Get out the microscope, because we’re going through this poem line-by-line.

  • We look in on an old man with white hair who's sitting in a lodge beside a river. He's sad and lonely and we aren't sure right away what he has to do with the rest of this story. There's a pretty bad storm happening outside.
  • A young man enters the wigwam and the old man welcomes him. The old man wants to hear all about the boy's adventures, so he lights a peace-pipe and hands it to the young man.
  • The old man tells the boy about how the whole world goes hard and cold whenever he (the old man) blows on it. The young man just smiles and talks about how life and beauty come to the world whenever he blows on it.
  • The old man frowns at the boy's sauciness and insists that he has greater power, since it is his job to kill all life during winter.
  • But the young man responds by blowing all around him and surrounding the cabin with singing birds and flowing brooks.
  • It turns out that the old man is none other than Old Man Winter himself. He ends up crying and shriveling up into the air when he sees how much more powerful the young man is.
  • The young man looks down at where the fire was burning and sees a small flower growing out of the dirt. Then the springtime washes over the entire countryside.
  • Meanwhile, Hiawatha can hear the birds singing and he comes out of his wigwam for the first time since Minnehaha died.
  • At this same time, the great storyteller Iagoo arrives home after a long journey. People gather around to hear his exaggerations and laugh at him.

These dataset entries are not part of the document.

// ABOUTME: Command implementations for the keysmith CLI
// ABOUTME: Resolves flags against config, then calls into keysmith-ssh

use anyhow::{Context, Result};
use colored::Colorize;
use keysmith_ssh::{sanitize_filename, KeyAlgorithm, KeyPaths};
use std::path::{Path, PathBuf};

use crate::config::Config;

/// Environment variable holding the passphrase for `keysmith generate`.
pub const PASSPHRASE_ENV: &str = "KEYSMITH_PASSPHRASE";

/// Flags given to `keysmith generate`, before config defaults are applied.
#[derive(Debug, Default, Clone)]
pub struct GenerateOptions {
    pub key_type: Option<String>,
    pub bits: Option<u32>,
    pub comment: Option<String>,
    pub output_dir: Option<String>,
    pub filename: Option<String>,
    /// Passphrase taken from [`PASSPHRASE_ENV`]; never from argv
    pub passphrase: Option<String>,
    pub prompt_passphrase: bool,
}

/// A fully resolved generation request.
#[derive(Debug, Clone, PartialEq, Eq)]
pub struct GenerateRequest {
    pub algorithm: KeyAlgorithm,
    pub bits: u32,
    pub comment: String,
    pub output_dir: String,
    pub filename: String,
}

impl GenerateOptions {
    /// Merge flags over `config`. Flags win; unset bits fall back to the
    /// algorithm's default size.
    pub fn resolve(&self, config: &Config) -> Result<GenerateRequest> {
        let key_type = self.key_type.as_deref().unwrap_or(&config.key_type);
        let algorithm: KeyAlgorithm = key_type
            .parse()
            .with_context(|| format!("Invalid key type '{key_type}'"))?;

        let bits = self
            .bits
            .or(config.bits)
            .unwrap_or_else(|| algorithm.default_bits());

        let filename = self.filename.as_deref().unwrap_or(&config.filename);

        Ok(GenerateRequest {
            algorithm,
            bits,
            comment: self
                .comment
                .clone()
                .or_else(|| config.comment.clone())
                .unwrap_or_default(),
            output_dir: self
                .output_dir
                .clone()
                .unwrap_or_else(|| config.output_dir.clone()),
            filename: sanitize_filename(filename),
        })
    }
}

/// `keysmith generate`
pub fn generate(options: GenerateOptions, config_path: Option<&Path>) -> Result<()> {
    let config = Config::load(config_path)?;
    let request = options.resolve(&config)?;

    let passphrase = if options.prompt_passphrase {
        prompt_passphrase()?
    } else {
        options.passphrase.unwrap_or_default()
    };

    println!(
        "{} Generating {} key ({} bits)...",
        "[1/2]".dimmed(),
        request.algorithm.to_string().bold(),
        request.bits
    );

    let paths: KeyPaths = keysmith_ssh::generate_key(
        request.algorithm.as_str(),
        request.bits,
        &request.comment,
        &passphrase,
        &request.output_dir,
        &request.filename,
    )
    .context("Failed to generate SSH key")?;
    drop(passphrase);

    println!("{} Computing fingerprint...", "[2/2]".dimmed());
    let fingerprint =
        keysmith_ssh::get_fingerprint(&paths.public_key).context("Failed to compute fingerprint")?;

    println!();
    println!("{} SSH key generated!", "✓".green().bold());
    println!("  Private:     {}", paths.private_key.display());
    println!("  Public:      {}", paths.public_key.display());
    println!("  Fingerprint: {}", fingerprint.cyan());

    Ok(())
}

/// `keysmith fingerprint <path>`
pub fn fingerprint(path: PathBuf) -> Result<()> {
    let fingerprint = keysmith_ssh::get_fingerprint(&path)
        .with_context(|| format!("Failed to fingerprint {}", path.display()))?;
    println!("{fingerprint}");
    Ok(())
}

/// `keysmith algorithms`
pub fn algorithms() -> Result<()> {
    println!("{}", "Supported key types".bold());
    for algorithm in KeyAlgorithm::ALL {
        println!("  {}", describe_algorithm(algorithm));
    }
    Ok(())
}

fn describe_algorithm(algorithm: KeyAlgorithm) -> String {
    let sizes: Vec<String> = algorithm
        .supported_bits()
        .iter()
        .map(|bits| bits.to_string())
        .collect();
    format!(
        "{:<8} bits: {:<16} default: {}",
        algorithm.as_str(),
        sizes.join(", "),
        algorithm.default_bits()
    )
}

fn prompt_passphrase() -> Result<String> {
    dialoguer::Password::new()
        .with_prompt("Passphrase (empty for none)")
        .with_confirmation("Confirm passphrase", "Passphrases do not match")
        .allow_empty_password(true)
        .interact()
        .context("Failed to read passphrase")
}
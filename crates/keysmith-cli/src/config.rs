// ABOUTME: Configuration loading for the keysmith CLI
// ABOUTME: Optional TOML file supplying defaults that command-line flags override

use anyhow::{Context, Result};
use keysmith_ssh::{KeyAlgorithm, DEFAULT_FILENAME, DEFAULT_OUTPUT_DIR};
use serde::{Deserialize, Serialize};
use std::fs;
use std::path::{Path, PathBuf};

/// Defaults for `keysmith generate`.
#[derive(Debug, Clone, PartialEq, Eq, Serialize, Deserialize)]
#[serde(default)]
pub struct Config {
    /// Key type: rsa, ed25519, or ecdsa
    pub key_type: String,
    /// Key size in bits (per-algorithm default when unset)
    pub bits: Option<u32>,
    /// Directory keys are written to
    pub output_dir: String,
    /// Base filename for the .pem/.pub pair
    pub filename: String,
    /// Comment appended to the public key
    pub comment: Option<String>,
}

impl Default for Config {
    fn default() -> Self {
        Self {
            key_type: KeyAlgorithm::Ed25519.to_string(),
            bits: None,
            output_dir: DEFAULT_OUTPUT_DIR.to_string(),
            filename: DEFAULT_FILENAME.to_string(),
            comment: None,
        }
    }
}

impl Config {
    /// Returns the config directory path (~/.config/keysmith).
    ///
    /// Uses `XDG_CONFIG_HOME` if set, otherwise falls back to `~/.config`.
    pub fn config_dir() -> Result<PathBuf> {
        std::env::var_os("XDG_CONFIG_HOME")
            .map(PathBuf::from)
            .or_else(|| dirs::home_dir().map(|h| h.join(".config")))
            .map(|p| p.join("keysmith"))
            .context("Could not determine home directory")
    }

    /// Returns the path to the default config file.
    pub fn config_path() -> Result<PathBuf> {
        Ok(Self::config_dir()?.join("config.toml"))
    }

    /// Load from `path`, or from the default location when `path` is `None`.
    ///
    /// A missing default file yields the built-in defaults; a missing
    /// explicitly named file is an error.
    pub fn load(path: Option<&Path>) -> Result<Self> {
        match path {
            Some(path) => Self::load_from(path),
            None => {
                let path = Self::config_path()?;
                if path.exists() {
                    Self::load_from(&path)
                } else {
                    Ok(Self::default())
                }
            }
        }
    }

    fn load_from(path: &Path) -> Result<Self> {
        let content = fs::read_to_string(path)
            .with_context(|| format!("Failed to read config file {}", path.display()))?;
        let config: Self = toml::from_str(&content)
            .with_context(|| format!("Failed to parse config file {}", path.display()))?;
        Ok(config)
    }
}
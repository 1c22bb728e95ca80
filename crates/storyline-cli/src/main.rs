//! Storyline CLI - lint, size and revise user stories.

mod cli;
mod commands;

use clap::Parser;
use cli::{Cli, Commands};

fn main() {
    let cli = Cli::parse();

    if let Err(e) = init_tracing(cli.quiet, cli.verbose) {
        eprintln!("Error: {}", e);
        std::process::exit(1);
    }

    let config = cli.config.as_deref();

    let result = match cli.command {
        Commands::Lint {
            file,
            json,
            fix,
            output,
        } => commands::lint::run(file, json, fix, output, config, cli.verbose),

        Commands::Estimate {
            file,
            json,
            original_points,
        } => commands::estimate::run(file, json, original_points, config, cli.verbose),

        Commands::Diff {
            before,
            after,
            json,
        } => commands::diff::run(before, after, json, cli.verbose),

        Commands::Suggest {
            before,
            after,
            scope,
            field,
            model,
            temperature,
            retrieval,
            output,
        } => commands::suggest::run(
            before,
            after,
            scope,
            field,
            model,
            temperature,
            retrieval,
            output,
            cli.verbose,
        ),

        Commands::Apply {
            file,
            suggestion,
            output,
            undo,
        } => commands::apply::run(file, suggestion, output, undo, cli.verbose),

        Commands::Config { output } => commands::config::run(output, config),
    };

    if let Err(e) = result {
        eprintln!("Error: {}", e);
        std::process::exit(1);
    }
}

/// Log to stderr, filtered by `STORYLINE_LOG` or the verbosity flags.
fn init_tracing(quiet: bool, verbose: bool) -> Result<(), Box<dyn std::error::Error>> {
    let level = if quiet {
        "error"
    } else if verbose {
        "debug"
    } else {
        "warn"
    };

    let filter = tracing_subscriber::EnvFilter::try_from_env("STORYLINE_LOG")
        .unwrap_or_else(|_| tracing_subscriber::EnvFilter::new(level));

    tracing_subscriber::fmt()
        .with_env_filter(filter)
        .with_writer(std::io::stderr)
        .try_init()
        .map_err(|error| format!("failed to initialize tracing subscriber: {error}"))?;

    Ok(())
}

  • Iagoo tells them how he came to a huge body of water and saw a giant canoe with feathers floating toward him. It was filled with men who had white faces and hair growing on their chins. The people all laugh and say that this sort of thing is impossible. But Hiawatha sticks up for Iagoo and claims he saw all of this same stuff in a vision. He also orders his people to be nice to the white people when they arrive—which he knows they will be.
  • Hiawatha says he had a vision of the whites and his people getting along and prospering together. But then this vision was replaced by another, much darker vision of his people fighting amongst each other and being scattered. He also sees them being driven farther and farther westward. In other words, he sees everything that the white people are going to do to the Native Americans.